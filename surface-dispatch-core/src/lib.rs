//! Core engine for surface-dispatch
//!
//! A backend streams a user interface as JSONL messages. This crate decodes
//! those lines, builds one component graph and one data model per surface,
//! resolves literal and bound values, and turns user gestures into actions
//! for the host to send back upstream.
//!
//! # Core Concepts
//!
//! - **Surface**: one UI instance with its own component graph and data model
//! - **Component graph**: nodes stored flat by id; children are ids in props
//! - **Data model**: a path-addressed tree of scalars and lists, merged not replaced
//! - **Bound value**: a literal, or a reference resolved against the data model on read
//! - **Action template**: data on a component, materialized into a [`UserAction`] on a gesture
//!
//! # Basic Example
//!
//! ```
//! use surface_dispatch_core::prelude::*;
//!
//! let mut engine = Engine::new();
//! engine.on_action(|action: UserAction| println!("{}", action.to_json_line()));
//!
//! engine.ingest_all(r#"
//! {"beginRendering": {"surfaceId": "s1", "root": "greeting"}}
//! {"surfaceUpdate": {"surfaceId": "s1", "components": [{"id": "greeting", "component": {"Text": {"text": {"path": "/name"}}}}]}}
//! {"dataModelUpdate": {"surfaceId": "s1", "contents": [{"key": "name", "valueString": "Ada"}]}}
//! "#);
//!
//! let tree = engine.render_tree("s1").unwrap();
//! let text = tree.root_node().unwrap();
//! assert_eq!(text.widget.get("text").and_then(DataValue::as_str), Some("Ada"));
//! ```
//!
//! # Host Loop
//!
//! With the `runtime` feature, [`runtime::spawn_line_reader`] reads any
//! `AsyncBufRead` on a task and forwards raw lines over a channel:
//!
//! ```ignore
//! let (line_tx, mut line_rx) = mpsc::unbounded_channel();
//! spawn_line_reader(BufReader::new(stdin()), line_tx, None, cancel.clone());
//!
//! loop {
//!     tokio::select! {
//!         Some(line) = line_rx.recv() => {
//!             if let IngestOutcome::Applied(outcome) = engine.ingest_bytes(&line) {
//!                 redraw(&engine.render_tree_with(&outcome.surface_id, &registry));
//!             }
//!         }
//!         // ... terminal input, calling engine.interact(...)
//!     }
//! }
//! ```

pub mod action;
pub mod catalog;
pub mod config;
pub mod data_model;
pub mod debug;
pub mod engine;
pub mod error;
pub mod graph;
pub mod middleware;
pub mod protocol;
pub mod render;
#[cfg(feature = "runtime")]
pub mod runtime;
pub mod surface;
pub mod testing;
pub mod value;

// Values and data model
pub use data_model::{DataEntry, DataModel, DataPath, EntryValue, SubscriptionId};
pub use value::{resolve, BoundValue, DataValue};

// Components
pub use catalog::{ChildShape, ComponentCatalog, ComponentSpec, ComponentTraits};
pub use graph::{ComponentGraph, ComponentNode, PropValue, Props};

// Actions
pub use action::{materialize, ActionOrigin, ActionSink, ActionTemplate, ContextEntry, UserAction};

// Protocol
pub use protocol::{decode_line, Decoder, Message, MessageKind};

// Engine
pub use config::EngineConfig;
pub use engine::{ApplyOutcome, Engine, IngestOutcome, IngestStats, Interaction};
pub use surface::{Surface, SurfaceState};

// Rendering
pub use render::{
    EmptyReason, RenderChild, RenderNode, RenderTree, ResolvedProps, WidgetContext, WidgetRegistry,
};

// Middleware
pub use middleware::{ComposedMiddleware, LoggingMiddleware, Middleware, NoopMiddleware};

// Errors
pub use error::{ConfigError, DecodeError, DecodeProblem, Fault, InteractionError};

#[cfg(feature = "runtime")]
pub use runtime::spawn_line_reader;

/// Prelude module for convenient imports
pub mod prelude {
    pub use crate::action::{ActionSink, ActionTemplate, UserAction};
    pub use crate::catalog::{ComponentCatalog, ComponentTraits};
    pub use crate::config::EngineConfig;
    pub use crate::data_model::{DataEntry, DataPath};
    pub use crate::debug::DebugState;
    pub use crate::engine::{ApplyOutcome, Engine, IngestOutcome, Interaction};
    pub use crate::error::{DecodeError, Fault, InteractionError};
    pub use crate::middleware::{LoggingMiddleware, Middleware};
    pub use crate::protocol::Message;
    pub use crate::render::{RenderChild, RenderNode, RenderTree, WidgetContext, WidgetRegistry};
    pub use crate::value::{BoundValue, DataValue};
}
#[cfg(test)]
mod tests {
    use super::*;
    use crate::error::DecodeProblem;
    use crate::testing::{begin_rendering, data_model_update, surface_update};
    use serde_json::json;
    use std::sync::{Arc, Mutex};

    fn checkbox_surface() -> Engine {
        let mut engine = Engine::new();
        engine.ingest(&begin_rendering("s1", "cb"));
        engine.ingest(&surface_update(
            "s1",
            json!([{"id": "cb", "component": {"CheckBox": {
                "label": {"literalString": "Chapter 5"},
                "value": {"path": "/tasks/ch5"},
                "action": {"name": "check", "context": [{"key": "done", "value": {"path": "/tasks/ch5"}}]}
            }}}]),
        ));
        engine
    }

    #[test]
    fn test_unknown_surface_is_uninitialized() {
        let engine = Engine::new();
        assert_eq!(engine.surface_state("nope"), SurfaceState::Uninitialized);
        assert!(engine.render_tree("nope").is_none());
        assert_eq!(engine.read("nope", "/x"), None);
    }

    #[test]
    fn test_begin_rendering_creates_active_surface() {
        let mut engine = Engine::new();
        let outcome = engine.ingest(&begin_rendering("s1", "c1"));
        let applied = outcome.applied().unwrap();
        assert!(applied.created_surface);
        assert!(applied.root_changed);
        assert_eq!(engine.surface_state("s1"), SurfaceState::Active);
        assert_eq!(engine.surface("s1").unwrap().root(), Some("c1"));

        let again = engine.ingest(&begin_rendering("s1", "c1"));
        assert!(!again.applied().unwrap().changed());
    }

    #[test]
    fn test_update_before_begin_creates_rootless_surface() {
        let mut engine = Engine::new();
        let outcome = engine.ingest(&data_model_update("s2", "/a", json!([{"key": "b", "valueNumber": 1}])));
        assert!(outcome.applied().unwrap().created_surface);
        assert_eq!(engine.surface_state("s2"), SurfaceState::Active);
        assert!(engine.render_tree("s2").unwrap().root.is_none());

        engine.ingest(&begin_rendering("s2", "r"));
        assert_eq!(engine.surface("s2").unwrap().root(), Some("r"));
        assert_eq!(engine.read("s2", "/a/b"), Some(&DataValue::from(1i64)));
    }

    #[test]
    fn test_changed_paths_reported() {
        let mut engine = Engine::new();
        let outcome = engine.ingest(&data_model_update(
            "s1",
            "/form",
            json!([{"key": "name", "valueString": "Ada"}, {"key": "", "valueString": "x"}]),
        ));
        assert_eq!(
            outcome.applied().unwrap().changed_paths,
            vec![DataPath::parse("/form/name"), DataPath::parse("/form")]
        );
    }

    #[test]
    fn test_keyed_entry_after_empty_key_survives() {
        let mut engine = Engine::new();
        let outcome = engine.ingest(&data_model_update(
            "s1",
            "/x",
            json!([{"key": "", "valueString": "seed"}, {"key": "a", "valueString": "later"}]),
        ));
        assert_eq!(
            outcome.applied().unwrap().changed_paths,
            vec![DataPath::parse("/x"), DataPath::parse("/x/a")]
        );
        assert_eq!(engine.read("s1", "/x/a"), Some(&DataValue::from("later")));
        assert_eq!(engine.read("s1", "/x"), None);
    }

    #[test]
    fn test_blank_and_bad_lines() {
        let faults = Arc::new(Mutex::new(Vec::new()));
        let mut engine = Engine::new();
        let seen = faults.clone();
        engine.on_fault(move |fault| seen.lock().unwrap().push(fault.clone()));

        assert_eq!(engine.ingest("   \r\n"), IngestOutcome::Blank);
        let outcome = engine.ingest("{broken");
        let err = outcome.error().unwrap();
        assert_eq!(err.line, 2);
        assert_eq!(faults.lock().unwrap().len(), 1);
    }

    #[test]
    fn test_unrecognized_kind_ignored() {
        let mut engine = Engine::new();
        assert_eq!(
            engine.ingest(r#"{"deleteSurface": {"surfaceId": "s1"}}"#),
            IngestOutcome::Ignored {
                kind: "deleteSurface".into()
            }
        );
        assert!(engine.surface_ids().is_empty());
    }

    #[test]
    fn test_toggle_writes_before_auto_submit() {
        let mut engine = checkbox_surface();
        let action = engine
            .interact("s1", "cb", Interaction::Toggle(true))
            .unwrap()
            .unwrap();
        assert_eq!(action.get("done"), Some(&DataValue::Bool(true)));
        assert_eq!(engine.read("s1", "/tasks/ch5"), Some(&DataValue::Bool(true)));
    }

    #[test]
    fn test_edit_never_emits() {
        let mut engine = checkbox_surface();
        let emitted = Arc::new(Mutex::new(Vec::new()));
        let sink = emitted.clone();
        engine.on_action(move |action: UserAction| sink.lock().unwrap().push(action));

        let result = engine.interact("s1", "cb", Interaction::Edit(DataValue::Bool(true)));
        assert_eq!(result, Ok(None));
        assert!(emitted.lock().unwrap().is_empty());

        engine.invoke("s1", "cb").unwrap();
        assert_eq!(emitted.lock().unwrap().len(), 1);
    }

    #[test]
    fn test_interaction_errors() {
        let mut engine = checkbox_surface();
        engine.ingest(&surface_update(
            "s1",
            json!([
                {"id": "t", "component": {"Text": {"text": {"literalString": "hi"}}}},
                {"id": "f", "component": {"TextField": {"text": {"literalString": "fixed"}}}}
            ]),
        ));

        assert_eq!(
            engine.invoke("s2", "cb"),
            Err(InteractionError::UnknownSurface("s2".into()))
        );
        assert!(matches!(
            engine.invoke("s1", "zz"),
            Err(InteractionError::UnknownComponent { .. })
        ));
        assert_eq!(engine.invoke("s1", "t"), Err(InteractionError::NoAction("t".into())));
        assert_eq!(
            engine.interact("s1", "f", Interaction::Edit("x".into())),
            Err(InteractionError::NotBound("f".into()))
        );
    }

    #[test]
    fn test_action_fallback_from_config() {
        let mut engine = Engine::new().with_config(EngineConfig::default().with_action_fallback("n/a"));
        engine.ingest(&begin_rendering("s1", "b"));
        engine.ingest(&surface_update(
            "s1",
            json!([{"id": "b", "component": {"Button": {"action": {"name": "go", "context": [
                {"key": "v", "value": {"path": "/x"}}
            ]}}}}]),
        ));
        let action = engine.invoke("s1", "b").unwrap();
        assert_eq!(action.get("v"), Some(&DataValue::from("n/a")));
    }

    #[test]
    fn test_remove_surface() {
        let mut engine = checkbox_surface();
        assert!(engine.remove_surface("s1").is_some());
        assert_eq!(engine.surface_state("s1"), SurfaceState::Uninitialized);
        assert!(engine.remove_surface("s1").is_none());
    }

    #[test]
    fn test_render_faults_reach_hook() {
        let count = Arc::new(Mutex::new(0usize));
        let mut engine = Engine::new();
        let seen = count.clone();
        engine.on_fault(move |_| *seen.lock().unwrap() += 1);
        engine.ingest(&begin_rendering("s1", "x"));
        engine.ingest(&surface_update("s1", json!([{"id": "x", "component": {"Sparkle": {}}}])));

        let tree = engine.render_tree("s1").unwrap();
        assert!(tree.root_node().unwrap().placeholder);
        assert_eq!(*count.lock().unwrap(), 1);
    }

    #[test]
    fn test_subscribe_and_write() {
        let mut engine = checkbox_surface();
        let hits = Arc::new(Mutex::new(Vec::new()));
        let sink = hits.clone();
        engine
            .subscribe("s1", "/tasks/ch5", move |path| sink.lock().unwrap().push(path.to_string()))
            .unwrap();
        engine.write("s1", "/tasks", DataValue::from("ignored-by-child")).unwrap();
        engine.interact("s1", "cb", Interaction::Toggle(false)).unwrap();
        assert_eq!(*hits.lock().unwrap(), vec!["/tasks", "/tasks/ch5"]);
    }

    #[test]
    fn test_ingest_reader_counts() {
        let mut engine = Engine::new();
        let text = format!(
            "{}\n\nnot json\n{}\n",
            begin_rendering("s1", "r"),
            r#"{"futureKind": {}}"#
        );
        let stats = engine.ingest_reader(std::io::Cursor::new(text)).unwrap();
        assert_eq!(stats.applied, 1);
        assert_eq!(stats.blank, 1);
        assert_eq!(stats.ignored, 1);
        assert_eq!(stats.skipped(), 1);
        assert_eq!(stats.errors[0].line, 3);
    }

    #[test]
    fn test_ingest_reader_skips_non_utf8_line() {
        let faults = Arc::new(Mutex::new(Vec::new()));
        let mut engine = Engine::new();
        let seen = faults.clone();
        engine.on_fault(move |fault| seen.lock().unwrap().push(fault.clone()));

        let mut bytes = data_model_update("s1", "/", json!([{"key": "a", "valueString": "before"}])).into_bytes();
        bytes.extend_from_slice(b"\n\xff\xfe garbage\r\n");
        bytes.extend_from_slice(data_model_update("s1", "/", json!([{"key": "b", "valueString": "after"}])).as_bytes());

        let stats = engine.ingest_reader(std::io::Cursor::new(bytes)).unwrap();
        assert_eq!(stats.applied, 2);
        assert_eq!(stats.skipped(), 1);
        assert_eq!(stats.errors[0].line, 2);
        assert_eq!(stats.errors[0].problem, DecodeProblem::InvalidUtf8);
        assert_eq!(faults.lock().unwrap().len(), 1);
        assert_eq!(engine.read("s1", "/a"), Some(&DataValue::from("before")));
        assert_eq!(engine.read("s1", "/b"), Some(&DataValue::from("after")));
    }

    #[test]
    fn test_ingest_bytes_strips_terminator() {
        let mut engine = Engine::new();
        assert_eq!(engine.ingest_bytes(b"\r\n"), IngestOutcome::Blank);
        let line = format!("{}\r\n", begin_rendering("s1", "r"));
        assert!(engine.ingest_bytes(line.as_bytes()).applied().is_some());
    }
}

========================

*Assigned task*
Every line above that holds "WidgetContext" should be copied out.

*Answer to this exercise*
    EmptyReason, RenderChild, RenderNode, RenderTree, ResolvedProps, WidgetContext, WidgetRegistry,
    pub use crate::render::{RenderChild, RenderNode, RenderTree, WidgetContext, WidgetRegistry};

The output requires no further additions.